**Collected data entries:**
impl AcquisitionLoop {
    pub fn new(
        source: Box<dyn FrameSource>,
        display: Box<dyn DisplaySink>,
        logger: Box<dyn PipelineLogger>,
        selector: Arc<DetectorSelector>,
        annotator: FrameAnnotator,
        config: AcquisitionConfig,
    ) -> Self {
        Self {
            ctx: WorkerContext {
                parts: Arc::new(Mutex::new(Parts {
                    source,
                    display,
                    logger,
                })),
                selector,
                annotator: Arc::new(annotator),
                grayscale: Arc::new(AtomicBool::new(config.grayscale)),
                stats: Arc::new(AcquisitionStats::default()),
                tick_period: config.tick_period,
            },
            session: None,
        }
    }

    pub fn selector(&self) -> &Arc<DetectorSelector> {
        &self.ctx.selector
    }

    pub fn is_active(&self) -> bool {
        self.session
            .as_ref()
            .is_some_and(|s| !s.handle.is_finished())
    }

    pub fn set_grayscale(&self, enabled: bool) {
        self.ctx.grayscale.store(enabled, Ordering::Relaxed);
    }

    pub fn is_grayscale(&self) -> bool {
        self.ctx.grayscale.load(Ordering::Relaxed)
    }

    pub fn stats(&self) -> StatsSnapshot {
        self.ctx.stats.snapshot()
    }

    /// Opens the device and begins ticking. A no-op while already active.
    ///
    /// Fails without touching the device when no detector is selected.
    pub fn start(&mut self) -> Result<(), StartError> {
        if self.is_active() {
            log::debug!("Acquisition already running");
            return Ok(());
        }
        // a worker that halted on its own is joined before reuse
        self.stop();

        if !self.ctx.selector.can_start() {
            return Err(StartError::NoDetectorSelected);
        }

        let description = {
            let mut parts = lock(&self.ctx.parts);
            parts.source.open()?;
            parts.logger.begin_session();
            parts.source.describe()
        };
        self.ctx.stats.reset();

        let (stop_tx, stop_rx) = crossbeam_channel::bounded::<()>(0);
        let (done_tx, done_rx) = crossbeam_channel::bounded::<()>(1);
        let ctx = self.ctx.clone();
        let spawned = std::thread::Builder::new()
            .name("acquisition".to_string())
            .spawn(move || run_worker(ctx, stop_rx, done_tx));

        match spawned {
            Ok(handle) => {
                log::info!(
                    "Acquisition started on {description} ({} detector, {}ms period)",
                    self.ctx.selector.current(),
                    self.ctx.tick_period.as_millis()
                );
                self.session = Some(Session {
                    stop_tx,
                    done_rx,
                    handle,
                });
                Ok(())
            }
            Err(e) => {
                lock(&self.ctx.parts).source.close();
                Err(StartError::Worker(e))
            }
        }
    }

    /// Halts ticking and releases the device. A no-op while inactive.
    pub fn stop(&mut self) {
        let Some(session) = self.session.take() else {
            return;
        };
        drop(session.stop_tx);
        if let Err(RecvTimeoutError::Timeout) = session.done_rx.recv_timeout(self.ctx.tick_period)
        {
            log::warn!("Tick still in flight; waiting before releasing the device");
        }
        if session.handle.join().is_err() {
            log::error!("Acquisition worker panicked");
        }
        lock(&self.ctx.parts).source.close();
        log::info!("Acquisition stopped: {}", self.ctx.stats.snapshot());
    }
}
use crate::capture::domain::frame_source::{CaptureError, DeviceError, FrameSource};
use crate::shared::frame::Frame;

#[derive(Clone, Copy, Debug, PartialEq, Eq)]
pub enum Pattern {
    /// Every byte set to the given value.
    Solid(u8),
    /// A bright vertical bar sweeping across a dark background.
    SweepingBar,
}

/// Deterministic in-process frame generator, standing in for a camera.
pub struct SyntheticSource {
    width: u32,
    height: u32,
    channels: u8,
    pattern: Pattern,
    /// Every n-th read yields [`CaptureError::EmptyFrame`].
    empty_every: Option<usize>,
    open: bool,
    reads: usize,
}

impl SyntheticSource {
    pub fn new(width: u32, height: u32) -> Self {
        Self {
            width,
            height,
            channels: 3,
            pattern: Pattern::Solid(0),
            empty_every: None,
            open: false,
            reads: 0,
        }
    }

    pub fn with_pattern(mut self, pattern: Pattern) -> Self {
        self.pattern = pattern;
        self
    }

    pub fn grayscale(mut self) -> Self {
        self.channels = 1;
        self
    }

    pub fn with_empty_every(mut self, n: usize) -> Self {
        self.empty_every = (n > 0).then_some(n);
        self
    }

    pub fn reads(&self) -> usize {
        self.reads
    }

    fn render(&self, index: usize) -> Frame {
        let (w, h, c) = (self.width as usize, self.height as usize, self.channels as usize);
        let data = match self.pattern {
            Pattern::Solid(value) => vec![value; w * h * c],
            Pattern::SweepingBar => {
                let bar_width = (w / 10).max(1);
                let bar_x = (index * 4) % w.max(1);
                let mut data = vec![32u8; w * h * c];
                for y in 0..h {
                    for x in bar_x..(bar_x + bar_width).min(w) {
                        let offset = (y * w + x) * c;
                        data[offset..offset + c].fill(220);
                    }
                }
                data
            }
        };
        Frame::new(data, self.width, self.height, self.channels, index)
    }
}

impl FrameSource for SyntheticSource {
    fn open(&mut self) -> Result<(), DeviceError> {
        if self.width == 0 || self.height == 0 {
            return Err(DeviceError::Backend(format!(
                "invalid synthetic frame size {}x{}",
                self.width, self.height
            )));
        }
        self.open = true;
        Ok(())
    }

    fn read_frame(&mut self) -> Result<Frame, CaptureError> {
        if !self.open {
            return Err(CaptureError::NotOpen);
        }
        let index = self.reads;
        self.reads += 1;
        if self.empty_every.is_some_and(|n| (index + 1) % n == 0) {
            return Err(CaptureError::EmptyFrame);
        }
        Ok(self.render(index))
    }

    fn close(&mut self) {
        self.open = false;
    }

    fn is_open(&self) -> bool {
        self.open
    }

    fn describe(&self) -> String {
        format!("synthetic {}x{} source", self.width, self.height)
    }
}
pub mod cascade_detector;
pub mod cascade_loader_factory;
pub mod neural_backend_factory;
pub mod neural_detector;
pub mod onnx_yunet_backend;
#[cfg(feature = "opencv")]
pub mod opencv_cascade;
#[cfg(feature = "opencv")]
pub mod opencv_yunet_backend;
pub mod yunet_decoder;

**INSTRUCTIONS TO FOLLOW:** When a line among the entries above contains "offset", copy it.

**PROBLEM SOLUTION:**
                        let offset = (y * w + x) * c;
                        data[offset..offset + c].fill(220);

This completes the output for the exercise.